Sabtu, 03 November 2012

jendela


Februari tak pernah seganas hari itu. Tanggal empatbelas dan angin datang menderu-deru. Kau ada di situ, begitu saja. Sejam sebelumnya aku berpapasan dengan truk pasir warna kuning, berhiaskan tulisan de javu. Aku tak pernah yakin akan menjumpaimui di sini. Sebab Jakarta meski tak luas, punya banyak tempat menarik untuk dikunjungi hari itu. Tapi kau datang dan aku melihatmu dari kejauhan padahal kerumunan begitu rapat, kau seharusnya tak berada dalam jarak pandang mataku. Ada hatiku berdenyar nyeri : tuhan..dia hidup.




menyusuri jakarta berhari-hari ini telah mempertemukan aku kembali dengan masa lalumu, termasuk yang baru saja terjadi : kau yang kini. museum-museum yang pernah kita singgahi. taman-taman yang pernah kita hampiri. kineforum, erasmus huis, goethe haus,@america, starbuck, tempat kita sepasang remaja dengan lembaran-lembaran pattimura, sakit hati dan sakit perut untuk segelas kopi seharga empatpuluh ribu. masa itu kecemasan mengenai masa depan menggantung, tapi kita menghadapinya dengan enteng sebab besok selalu jadi besok dan hari ini kita masih boleh tertawa-tawa, terlalu banyak hal yang bisa dirayakan. kita masih mau menyambut yang akan datang ketimbang menduga-duga dengan kekalutan apa yang akan terjadi nanti. incubus merumuskannya dalam sebentuk kalimat milik para pemberani : whatever tomorrow brings, i’ll be there.

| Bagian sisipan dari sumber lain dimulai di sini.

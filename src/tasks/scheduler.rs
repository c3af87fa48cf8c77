use anyhow::Result;
use serde_json::json;
use tokio::sync::watch;
use tokio::time::{sleep, Duration};

use crate::core::shutdown::{shutdown_signal, Shutdown};
use crate::core::state::AppState;
use crate::core::time::primitive_now_utc;
use crate::repositories::jobs as job_rows;
use crate::tasks::jobs;
use crate::tasks::schedule::{ScheduleEntry, SCHEDULE};

/// Longest single sleep of the cron loop, so clock jumps are noticed.
const MAX_SCHEDULER_SLEEP: Duration = Duration::from_secs(60);

pub(crate) async fn run(state: AppState) -> Result<()> {
    let (shutdown, shutdown_rx) = Shutdown::new();
    let concurrency = state.settings().jobs().worker_concurrency;

    let mut handles = Vec::with_capacity(concurrency + 1);
    for worker in 0..concurrency {
        handles.push(tokio::spawn(job_worker(worker, state.clone(), shutdown_rx.clone())));
    }
    handles.push(tokio::spawn(cron_loop(state.clone(), shutdown_rx.clone())));

    tracing::info!(workers = concurrency, "Job runner started");

    shutdown_signal().await;
    shutdown.trigger();

    for handle in handles {
        if let Err(err) = handle.await {
            tracing::error!(error = %err, "Background task join failed");
        }
    }

    Ok(())
}

async fn job_worker(worker: usize, state: AppState, mut shutdown: watch::Receiver<bool>) {
    let poll_interval = state.settings().jobs().poll_interval();

    loop {
        if *shutdown.borrow() {
            break;
        }

        match job_rows::claim_next(state.db(), primitive_now_utc()).await {
            Ok(Some(job)) => {
                tracing::debug!(worker, job_id = %job.id, "Job claimed");
                jobs::execute(&state, job).await;
                continue;
            }
            Ok(None) => {}
            Err(err) => tracing::error!(worker, error = %err, "Failed to claim job"),
        }

        tokio::select! {
            _ = shutdown.changed() => break,
            _ = sleep(poll_interval) => {}
        }
    }

    tracing::debug!(worker, "Job worker stopped");
}

async fn cron_loop(state: AppState, mut shutdown: watch::Receiver<bool>) {
    let start = primitive_now_utc();
    let mut upcoming: Vec<(ScheduleEntry, time::PrimitiveDateTime)> =
        SCHEDULE.iter().map(|entry| (*entry, entry.next_after(start))).collect();

    for (entry, fire_at) in &upcoming {
        tracing::info!(kind = entry.kind.as_str(), next = %fire_at, "Scheduled job");
    }

    loop {
        let now = primitive_now_utc();

        for (entry, fire_at) in upcoming.iter_mut() {
            if *fire_at > now {
                continue;
            }

            let dedupe_key = entry.dedupe_key(*fire_at);
            match jobs::enqueue(state.db(), entry.kind, json!({}), None, Some(&dedupe_key)).await {
                Ok(Some(_)) => {}
                Ok(None) => {
                    tracing::debug!(dedupe_key = %dedupe_key, "Slot already enqueued elsewhere")
                }
                Err(err) => tracing::error!(
                    dedupe_key = %dedupe_key,
                    error = %err,
                    "Failed to enqueue scheduled job"
                ),
            }
            *fire_at = entry.next_after(*fire_at);
        }

        let wait = upcoming
            .iter()
            .map(|(_, fire_at)| *fire_at - now)
            .min()
            .and_then(|until| Duration::try_from(until).ok())
            .unwrap_or(Duration::ZERO)
            .min(MAX_SCHEDULER_SLEEP);

        tokio::select! {
            _ = shutdown.changed() => break,
            _ = sleep(wait) => {}
        }
    }

    tracing::debug!("Cron loop stopped");
}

aku memilih pergi, supaya kita tak saling menyapa lagi.
Dari jendela bis kota aku melihat trotoar Jakarta. Kaki-kaki pelintas. Roda gerobak penjual gorengan, gerobak nasi goreng dan mie yamin, gerobak minuman dingin dalam box berwarna biru atau oranye. kamu pernah memuji tahu susurku yang menjadi demikian kisut,lembek dan berminyak ketika telah menjadi dingin sejak dua jam sebelumnya aku menggorengnya di rumah sebagai bekal kita jalan-jalan ke taman – padahal aku bisa memasak lain,tapi kamu minta dibuatkan tahu susur, ini masih membikinku geli. juga laranganmu ketika berulang kali aku menghampiri pedagang minuman yang berteriak, “mijon..mijon..”
Sepeda motor berjubelan di atas trotoar, semrawut dan tak tahu aturan. Jalanan padat. Dari pintu depan masuk tiga orang pengamen lusuh menyanyikan lagu Koes Plus berjudul bunga di tepi jalan. bukan melodi itu yang merasuki telingaku, melainkan milik bob dylan
 
How does it feel … To be without a home … Like a complete unknown .. Like a rolling stone ?
 
jakarta tak pernah tak macet. penumpang sibuk dengan pikirannya sendiri. seekor ibu kucing berjalan perlahan menuju bawah jembatan penyeberangan, perutnya telah membuncit, dia seekor kucing remaja yang sebentar lagi akan melahirkan empat,barangkali lima anaknya, yang mungkin akan mati terlindas kendaraan, kedinginan atau kelaparan, barangkali ini kehamilannya yang ketiga, dan ia sendirian. merenungi nasib dan membiarkan waktu berlalu.
Itu sebuah sore ketika orang-orang bergegas pulang. Aku membayangkan apa yang mereka pikirkan tadi pagi ketika memulai hari ketika suara bob dylan tak lagi menyayat-nyayat hatiku.
Melihat orang-orang di dalam bus kota dan orang-orang di pinggir jalan, aku melihat kehidupan. Cahaya terakhir yang menandai hari itu berlalu, tak dihiraukan orang-orang, padahal matahari terlihat lebih oranye hari itu, dan langit lebih ungu. tetapi wajah penumpang lusuh. Suara kendaraan lalu lalang begitu berisik. Kenek bis kota yang lusuh. Semua tampak lusuh. Jalanan itu, berikut kendaraan yang berdesakan, orang-orang menggumam, kelelahan akan perasaan sendiri.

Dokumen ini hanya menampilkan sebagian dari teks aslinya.